A selective incentive frameworke.g., tax holidays, GST/duty exemptions, and export incentives would lure private investments and reduce the cost of education. Utilizing India's large pool of clinicians and the visiting global faculty, this solution would enable students to acquire their foundational training in India and eventually migrate to residency or specialisation abroad without any hassle. Thus, a scalable, export, driven ecosystem is created which serves the global workforce demand.

To realise this vision, critical challenges must be addressed. Foremost is the deregulation of SEZ curriculums to meet diverse international standards, ensuring graduates are practice-ready and globally mobile. Equally important are frameworks allowing foreign university partnerships, private investment, and genuine educational autonomy. Crucially, these SEZs cannot be isolated clusters near ports like traditional SEZs; they must be designated zones near India's existing medical hubs. Not preventing existing Indian faculty and patient participation into the SEZ ecosystem is essential. Achieving the right balance at the intersection of domestic and SEZ rules will be key. A pathway to bridge-qualify for Indian practice (NMC registration) if the students choose to stay in India as well as choose other similar pathways to other export markets.

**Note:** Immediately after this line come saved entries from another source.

//! Freelist tamper-detection tests.
//!
//! Entries are built inside real pool-owned, committed super-pages, and
//! corruption is injected by raw writes over the entry words (there are no
//! fault-injection hooks in production code).
//!
//! Tests that expect the process to abort run as subprocesses: we spawn the
//! test binary with a scenario name in the environment and check that the
//! child dies with the freelist-corruption diagnostic on stderr.

use std::sync::Once;

use cagealloc::freelist::FreelistEntry;
use cagealloc::pool::address_space;
use cagealloc::pool::manager::AddressPoolManager;
use cagealloc::util::{PARTITION_PAGE_SIZE, POOL_BASE_MASK, SUPER_PAGE_SIZE};

static INIT: Once = Once::new();

fn ensure_cage() {
    INIT.call_once(address_space::init);
}

/// Allocate and commit a fresh super-page from the non-BRP pool.
fn committed_super_page() -> usize {
    ensure_cage();
    let chunk = AddressPoolManager::get().alloc(address_space::non_brp_pool(), SUPER_PAGE_SIZE);
    assert_ne!(chunk, 0, "non-BRP pool exhausted");
    unsafe { cagealloc::platform::commit(chunk as *mut u8, SUPER_PAGE_SIZE) };
    chunk
}

const SLOT_SIZE: usize = 64;

fn slot(chunk: usize, index: usize) -> usize {
    chunk + PARTITION_PAGE_SIZE + index * SLOT_SIZE
}

// ---------------------------------------------------------------------------
// Well-formed traversal
// ---------------------------------------------------------------------------

#[test]
fn null_terminated_entry_traverses_to_null() {
    let chunk = committed_super_page();
    unsafe {
        let head = FreelistEntry::emplace_and_init_null(slot(chunk, 0));
        assert!((*head).is_encoded_next_ptr_zero());
        assert!((*head).get_next::<true>(SLOT_SIZE).is_null());
        assert!((*head).get_next_for_thread_cache::<true>(SLOT_SIZE).is_null());
    }
}

#[test]
fn linked_entries_round_trip() {
    let chunk = committed_super_page();
    unsafe {
        let second = FreelistEntry::emplace_and_init_null(slot(chunk, 1));
        let head = FreelistEntry::emplace_and_init_null(slot(chunk, 0));
        (*head).set_next(second);

        assert!(!(*head).is_encoded_next_ptr_zero());
        let decoded = (*head).get_next::<true>(SLOT_SIZE);
        assert_eq!(decoded, second);
        assert!((*decoded).get_next::<true>(SLOT_SIZE).is_null());

        // The whole chain validates.
        (*head).check_free_list(SLOT_SIZE);
    }
}

#[test]
fn clear_for_allocation_leaves_no_metadata() {
    let chunk = committed_super_page();
    unsafe {
        let second = FreelistEntry::emplace_and_init_null(slot(chunk, 1));
        let head = FreelistEntry::emplace_and_init_null(slot(chunk, 0));
        (*head).set_next(second);

        let slot_start = (*head).clear_for_allocation();
        assert_eq!(slot_start, slot(chunk, 0));
        // The caller must never observe freelist words in its allocation.
        let words = slot_start as *const usize;
        assert_eq!(words.read(), 0);
        assert_eq!(words.add(1).read(), 0);
    }
}

// ---------------------------------------------------------------------------
// Rejected links (crash_on_corruption = false returns null)
// ---------------------------------------------------------------------------

#[cfg(feature = "shadow")]
#[test]
fn shadow_mismatch_is_rejected() {
    let chunk = committed_super_page();
    unsafe {
        let second = FreelistEntry::emplace_and_init_null(slot(chunk, 1));
        let head = FreelistEntry::emplace_and_init_null(slot(chunk, 0));
        (*head).set_next(second);

        // A use-after-free write lands on the shadow word.
        let words = slot(chunk, 0) as *mut usize;
        words.add(1).write(0);

        assert!((*head).get_next::<false>(SLOT_SIZE).is_null());
        assert!((*head)
            .get_next_for_thread_cache::<false>(SLOT_SIZE)
            .is_null());
    }
}

#[test]
fn stray_pool_base_bits_are_rejected() {
    let chunk = committed_super_page();
    unsafe {
        FreelistEntry::emplace_and_init_null(slot(chunk, 0));

        // Plant an "offset" carrying pool-base bits, with a matching shadow
        // so only the mask check can catch it.
        let planted = POOL_BASE_MASK | (slot(chunk, 1) & !POOL_BASE_MASK);
        let words = slot(chunk, 0) as *mut usize;
        words.write(planted);
        words.add(1).write(!planted);

        let head = slot(chunk, 0) as *const FreelistEntry;
        assert!((*head).get_next::<false>(SLOT_SIZE).is_null());
    }
}

#[test]
fn links_into_the_metadata_area_are_rejected() {
    let chunk = committed_super_page();
    unsafe {
        FreelistEntry::emplace_and_init_null(slot(chunk, 0));

        // A pointer into the first partition page of the super-page, where
        // the slot-span metadata lives.
        let target = chunk + 64;
        let planted = target & !POOL_BASE_MASK;
        let words = slot(chunk, 0) as *mut usize;
        words.write(planted);
        words.add(1).write(!planted);

        let head = slot(chunk, 0) as *const FreelistEntry;
        assert!((*head).get_next::<false>(SLOT_SIZE).is_null());
        assert!((*head)
            .get_next_for_thread_cache::<false>(SLOT_SIZE)
            .is_null());
    }
}

#[test]
fn cross_super_page_links_only_pass_for_thread_cache() {
    let chunk_a = committed_super_page();
    let chunk_b = committed_super_page();
    assert_ne!(chunk_a, chunk_b);
    unsafe {
        let far_entry = FreelistEntry::emplace_and_init_null(slot(chunk_b, 0));
        let head = FreelistEntry::emplace_with_next(slot(chunk_a, 0), far_entry);

        // Regular traversal requires the same super-page.
        assert!((*head).get_next::<false>(SLOT_SIZE).is_null());
        // Thread-cache lists legitimately chain across super-pages.
        assert_eq!(
            (*head).get_next_for_thread_cache::<false>(SLOT_SIZE),
            far_entry
        );
        (*head).check_free_list_for_thread_cache(SLOT_SIZE);
    }
}

// ---------------------------------------------------------------------------
// Abort path (crash_on_corruption = true), exercised in a subprocess
// ---------------------------------------------------------------------------

fn expect_abort_subprocess(scenario_name: &str, expected_msg: &str) {
    let exe = std::env::current_exe().expect("cannot determine test binary path");

    let output = std::process::Command::new(&exe)
        .env("CAGEALLOC_HARDENING_SCENARIO", scenario_name)
        .arg("--exact")
        .arg("scenario_driver")
        .arg("--nocapture")
        .env("RUST_TEST_THREADS", "1")
        .output()
        .expect("failed to spawn subprocess");

    let stderr = String::from_utf8_lossy(&output.stderr);

    assert!(
        !output.status.success(),
        "subprocess for scenario '{}' should have aborted. stderr:\n{}",
        scenario_name,
        stderr
    );
    assert!(
        stderr.contains(expected_msg),
        "subprocess for scenario '{}' stderr does not contain '{}'. Full stderr:\n{}",
        scenario_name,
        expected_msg,
        stderr
    );
}

#[test]
fn scenario_driver() {
    let scenario = match std::env::var("CAGEALLOC_HARDENING_SCENARIO") {
        Ok(s) => s,
        Err(_) => return, // Not a subprocess invocation; skip.
    };

    match scenario.as_str() {
        "shadow_corruption_crash" => scenario_shadow_corruption_crash(),
        "stray_bits_crash" => scenario_stray_bits_crash(),
        _ => panic!("unknown scenario: {}", scenario),
    }
}

fn scenario_shadow_corruption_crash() {
    let chunk = committed_super_page();
    unsafe {
        let second = FreelistEntry::emplace_and_init_null(slot(chunk, 1));
        let head = FreelistEntry::emplace_and_init_null(slot(chunk, 0));
        (*head).set_next(second);

        let words = slot(chunk, 0) as *mut usize;
        words.add(1).write(0);

        // Aborts with the freelist-corruption signature.
        let _ = (*head).get_next::<true>(SLOT_SIZE);
    }
    unreachable!("freelist corruption was not detected");
}

fn scenario_stray_bits_crash() {
    let chunk = committed_super_page();
    unsafe {
        FreelistEntry::emplace_and_init_null(slot(chunk, 0));
        let planted = POOL_BASE_MASK | 0x40;
        let words = slot(chunk, 0) as *mut usize;
        words.write(planted);
        words.add(1).write(!planted);

        let head = slot(chunk, 0) as *const FreelistEntry;
        let _ = (*head).get_next::<true>(SLOT_SIZE);
    }
    unreachable!("freelist corruption was not detected");
}

#[cfg(feature = "shadow")]
#[test]
fn shadow_corruption_aborts_when_crashing_is_requested() {
    expect_abort_subprocess("shadow_corruption_crash", "freelist corruption detected");
}

#[test]
fn stray_bits_abort_when_crashing_is_requested() {
    expect_abort_subprocess("stray_bits_crash", "freelist corruption detected");
}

India is uniquely positioned to succeed here. We possess a vast diaspora of global faculty, a massive pool of aspiring medical students, and a reputation as a major investment hub. With the right policies, we can leverage these advantages to create a services factory for the world, mirroring the success of the tech services industry. The domestic healthcare sector and patients could also benefit from the spill-over knowledge and expertise from these SEZs. Our global pool of medical professionals and extended diaspora can be valuable connection to support Heal in India. Heal in India and Heal by India, therefore, can become two sides of the same coin, as health care starts transcending geographic boundaries.